Secondly, the function f() seems to represent the rule used to define the state (although that isn’t explicitly stated) but for the initial iteration the input state f(cij^0) is not well defined. Is f(cij^0) defined as the ‘input value’ of the cell? This would make sense but isn’t clear.

In fact, the function f(C_i,j^t+1) may be redundant: in all cases you can replace with C_i,j^t+1, since you present simple rules in Eq (1,2,3) which define this C^t+1 in terms of C^t.

L170-71: What does it mean that “This range of values [0-99] have been chosen taking into account the statistical number of ones on each sample given the ruleset.”

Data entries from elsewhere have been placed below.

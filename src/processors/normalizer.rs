use crate::models::{DailyRecord, HourlyRecord};
use crate::utils::constants::{
    ATEMP_MAX_C, ATEMP_MIN_C, HUM_MAX_PCT, HUM_MIN_PCT, TEMP_MAX_C, TEMP_MIN_C,
};

/// Map a [0,1] encoded value back onto its physical range.
pub fn denormalize(value: f64, lo: f64, hi: f64) -> f64 {
    value * (hi - lo) + lo
}

/// Physical range of one hourly column.
#[derive(Debug, Clone, Copy, PartialEq)]
pub struct PhysicalRange {
    pub lo: f64,
    pub hi: f64,
}

impl PhysicalRange {
    pub const fn new(lo: f64, hi: f64) -> Self {
        Self { lo, hi }
    }

    pub fn contains(&self, value: f64) -> bool {
        (self.lo..=self.hi).contains(&value)
    }
}

pub const TEMP_RANGE: PhysicalRange = PhysicalRange::new(TEMP_MIN_C, TEMP_MAX_C);
pub const ATEMP_RANGE: PhysicalRange = PhysicalRange::new(ATEMP_MIN_C, ATEMP_MAX_C);
pub const HUM_RANGE: PhysicalRange = PhysicalRange::new(HUM_MIN_PCT, HUM_MAX_PCT);

/// Converts the hourly temperature, feels-like temperature and humidity
/// columns to °C / % and puts the daily table in date order.
///
/// Each column is first min-max rescaled by its own observed range and only
/// then mapped onto the fixed physical range. For data that already spans
/// [0,1] the first step is the identity; for anything narrower the absolute
/// scale is lost (a column observed over [0.2, 0.8] ends up covering the
/// full physical range). The arithmetic matches the published dashboard
/// numbers, so it is kept as is.
///
/// One deliberate departure: a constant column (observed min equals max)
/// would divide 0 by 0 and come out as NaN under that arithmetic. Here it
/// maps to the lower bound of the physical range instead.
pub struct Normalizer {
    temp: PhysicalRange,
    atemp: PhysicalRange,
    hum: PhysicalRange,
}

impl Normalizer {
    pub fn new() -> Self {
        Self {
            temp: TEMP_RANGE,
            atemp: ATEMP_RANGE,
            hum: HUM_RANGE,
        }
    }

    pub fn with_ranges(temp: PhysicalRange, atemp: PhysicalRange, hum: PhysicalRange) -> Self {
        Self { temp, atemp, hum }
    }

    pub fn normalize_hourly(&self, records: &mut [HourlyRecord]) {
        if records.is_empty() {
            return;
        }

        rescale_column(records, |r| &mut r.temp, self.temp);
        rescale_column(records, |r| &mut r.atemp, self.atemp);
        rescale_column(records, |r| &mut r.hum, self.hum);

        tracing::debug!(rows = records.len(), "Denormalized hourly temperature and humidity");
    }

    /// Stable ascending sort by date.
    pub fn sort_daily(&self, records: &mut [DailyRecord]) {
        records.sort_by_key(|r| r.date);
    }
}

impl Default for Normalizer {
    fn default() -> Self {
        Self::new()
    }
}

fn rescale_column<F>(records: &mut [HourlyRecord], mut field: F, range: PhysicalRange)
where
    F: FnMut(&mut HourlyRecord) -> &mut f64,
{
    let (min, max) = records
        .iter_mut()
        .map(|r| *field(r))
        .fold((f64::INFINITY, f64::NEG_INFINITY), |(lo, hi), v| {
            (lo.min(v), hi.max(v))
        });
    let span = max - min;

    for record in records.iter_mut() {
        let value = field(record);
        // A constant column has no span to divide by; it lands on `lo`.
        let unit = if span > 0.0 { (*value - min) / span } else { 0.0 };
        *value = denormalize(unit, range.lo, range.hi);
    }
}

#[cfg(test)]
mod tests {
    use super::*;
    use crate::models::Season;
    use chrono::NaiveDate;

    fn hourly(temp: f64, atemp: f64, hum: f64) -> HourlyRecord {
        let date = NaiveDate::from_ymd_opt(2011, 1, 1).unwrap();
        HourlyRecord::with_derived_bucket(date, 12, Season::Winter, temp, atemp, hum, 1)
    }

    #[test]
    fn test_denormalize_literal() {
        assert_eq!(denormalize(0.5, -8.0, 39.0), 15.5);
        assert_eq!(denormalize(0.0, -16.0, 50.0), -16.0);
        assert_eq!(denormalize(1.0, 0.0, 100.0), 100.0);
    }

    #[test]
    fn test_full_span_column_maps_to_physical_range() {
        let mut records = vec![hourly(0.0, 0.0, 0.0), hourly(0.5, 0.5, 0.5), hourly(1.0, 1.0, 1.0)];
        Normalizer::new().normalize_hourly(&mut records);

        assert_eq!(records[0].temp, -8.0);
        assert_eq!(records[1].temp, 15.5);
        assert_eq!(records[2].temp, 39.0);
        assert_eq!(records[1].atemp, 17.0);
        assert_eq!(records[2].hum, 100.0);
        assert!(records.iter().all(|r| TEMP_RANGE.contains(r.temp)
            && ATEMP_RANGE.contains(r.atemp)
            && HUM_RANGE.contains(r.hum)));
    }

    #[test]
    fn test_narrow_column_is_stretched_by_observed_range() {
        let mut records = vec![hourly(0.2, 0.2, 0.2), hourly(0.8, 0.8, 0.8)];
        Normalizer::new().normalize_hourly(&mut records);

        assert_eq!(records[0].temp, -8.0);
        assert_eq!(records[1].temp, 39.0);
        assert_eq!(records[0].hum, 0.0);
        assert_eq!(records[1].hum, 100.0);
    }

    #[test]
    fn test_constant_column_maps_to_lower_bound() {
        let mut records = vec![hourly(0.4, 0.4, 0.4), hourly(0.4, 0.4, 0.4)];
        Normalizer::new().normalize_hourly(&mut records);

        assert!(records.iter().all(|r| r.temp == -8.0 && r.atemp == -16.0 && r.hum == 0.0));
    }

    #[test]
    fn test_custom_ranges() {
        let unit = PhysicalRange::new(0.0, 10.0);
        let mut records = vec![hourly(0.0, 0.0, 0.0), hourly(1.0, 1.0, 1.0)];
        Normalizer::with_ranges(unit, unit, unit).normalize_hourly(&mut records);

        assert_eq!(records[1].temp, 10.0);
        assert_eq!(records[1].hum, 10.0);
    }

    #[test]
    fn test_sort_daily() {
        let d = |day| NaiveDate::from_ymd_opt(2011, 1, day).unwrap();
        let mut daily = vec![
            DailyRecord::new(d(3), Season::Winter, 3),
            DailyRecord::new(d(1), Season::Winter, 1),
            DailyRecord::new(d(2), Season::Winter, 2),
        ];
        Normalizer::new().sort_daily(&mut daily);

        let counts: Vec<u64> = daily.iter().map(|r| r.cnt).collect();
        assert_eq!(counts, vec![1, 2, 3]);
    }
}
use chrono::NaiveDate;
use serde::{Deserialize, Serialize};
use std::fmt;

use super::{DailyRecord, HourlyRecord};
use crate::error::{DashboardError, Result};
use crate::utils::dates::parse_date;

/// Inclusive date interval. `start > end` is allowed and selects nothing.
#[derive(Debug, Clone, Copy, PartialEq, Eq, Hash, Serialize, Deserialize)]
pub struct DateRange {
    pub start: NaiveDate,
    pub end: NaiveDate,
}

impl DateRange {
    pub fn new(start: NaiveDate, end: NaiveDate) -> Self {
        Self { start, end }
    }

    /// Parse `"YYYY-MM-DD YYYY-MM-DD"` (comma or whitespace separated).
    pub fn parse(input: &str) -> Result<Self> {
        let parts: Vec<&str> = input
            .split(|c: char| c == ',' || c.is_whitespace())
            .filter(|s| !s.is_empty())
            .collect();

        if parts.len() != 2 {
            return Err(DashboardError::InvalidFormat(format!(
                "Expected 'START END', got '{}'",
                input.trim()
            )));
        }

        Ok(Self::new(parse_date(parts[0])?, parse_date(parts[1])?))
    }

    pub fn is_empty(&self) -> bool {
        self.start > self.end
    }

    pub fn contains(&self, date: NaiveDate) -> bool {
        self.start <= date && date <= self.end
    }

    pub fn covers(&self, other: &DateRange) -> bool {
        self.start <= other.start && other.end <= self.end
    }

    /// Intersection; disjoint ranges yield an empty range.
    pub fn intersect(&self, other: &DateRange) -> DateRange {
        DateRange::new(self.start.max(other.start), self.end.min(other.end))
    }

    pub fn num_days(&self) -> i64 {
        if self.is_empty() {
            0
        } else {
            self.end.signed_duration_since(self.start).num_days() + 1
        }
    }
}

impl fmt::Display for DateRange {
    fn fmt(&self, f: &mut fmt::Formatter<'_>) -> fmt::Result {
        write!(f, "{} to {}", self.start, self.end)
    }
}

/// Both tables as loaded and normalized. Read-only after loading.
#[derive(Debug, Clone, Default)]
pub struct Dataset {
    pub hourly: Vec<HourlyRecord>,
    pub daily: Vec<DailyRecord>,
}

impl Dataset {
    pub fn new(hourly: Vec<HourlyRecord>, daily: Vec<DailyRecord>) -> Self {
        Self { hourly, daily }
    }

    /// Span of the daily table, which bounds the date-range control.
    pub fn date_span(&self) -> Option<DateRange> {
        let min = self.daily.iter().map(|r| r.date).min()?;
        let max = self.daily.iter().map(|r| r.date).max()?;
        Some(DateRange::new(min, max))
    }

    pub fn is_empty(&self) -> bool {
        self.hourly.is_empty() && self.daily.is_empty()
    }
}

/// Rows of both tables inside one date range. Owned copies of the source rows.
#[derive(Debug, Clone)]
pub struct FilteredView {
    pub range: DateRange,
    pub hourly: Vec<HourlyRecord>,
    pub daily: Vec<DailyRecord>,
}

impl FilteredView {
    pub fn empty(range: DateRange) -> Self {
        Self {
            range,
            hourly: Vec::new(),
            daily: Vec::new(),
        }
    }

    pub fn is_empty(&self) -> bool {
        self.hourly.is_empty() && self.daily.is_empty()
    }

    pub fn require_hourly(&self) -> Result<&[HourlyRecord]> {
        if self.hourly.is_empty() {
            return Err(DashboardError::EmptySelection {
                start: self.range.start,
                end: self.range.end,
            });
        }
        Ok(&self.hourly)
    }

    pub fn require_daily(&self) -> Result<&[DailyRecord]> {
        if self.daily.is_empty() {
            return Err(DashboardError::EmptySelection {
                start: self.range.start,
                end: self.range.end,
            });
        }
        Ok(&self.daily)
    }
}
use std::path::Path;
use std::sync::Mutex;
use tracing_subscriber::EnvFilter;

use crate::error::Result;

/// Install the global tracing subscriber.
///
/// `RUST_LOG` wins when set; otherwise `verbose` selects `debug` over `info`.
/// Logs go to stderr so that stdout stays clean for reports and JSON.
pub fn init_logging(verbose: bool, log_file: Option<&Path>) -> Result<()> {
    let default_level = if verbose { "debug" } else { "info" };
    let env_filter =
        EnvFilter::try_from_default_env().unwrap_or_else(|_| EnvFilter::new(default_level));

    let builder = tracing_subscriber::fmt()
        .with_env_filter(env_filter)
        .with_target(verbose);

    // A second initialisation (tests, embedding) keeps the first subscriber.
    let _ = match log_file {
        Some(path) => {
            let file = std::fs::OpenOptions::new()
                .create(true)
                .append(true)
                .open(path)?;
            builder
                .with_ansi(false)
                .with_writer(Mutex::new(file))
                .try_init()
        }
        None => builder.with_writer(std::io::stderr).try_init(),
    };

    Ok(())
}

Eq (1): If two neighbouring calorimeter cells happen to share the same value, this would seem to indicate that both cells iterates to a state=0 at t=1. It would also imply that it is not possible for any adjacent cells to have state=1 at t=1. Is this really the designed behaviour? I suspect not - probably the ‘>’ should be ‘>=’ in Eq. (1) - this is suggested by the fact that figure 1 (top right) does show some adjacent cells with state=1 at t=1. Secondly, the prevalence of such occurrences will depend on the range within the random values are sampled, so a 0->99 range is not a realistic representation of a 0->4096 range as in the real LHCb calorimeter. Why not use this realistic scheme? Perhaps I misunderstand the method, in which case it would be useful for this to be more clearly described.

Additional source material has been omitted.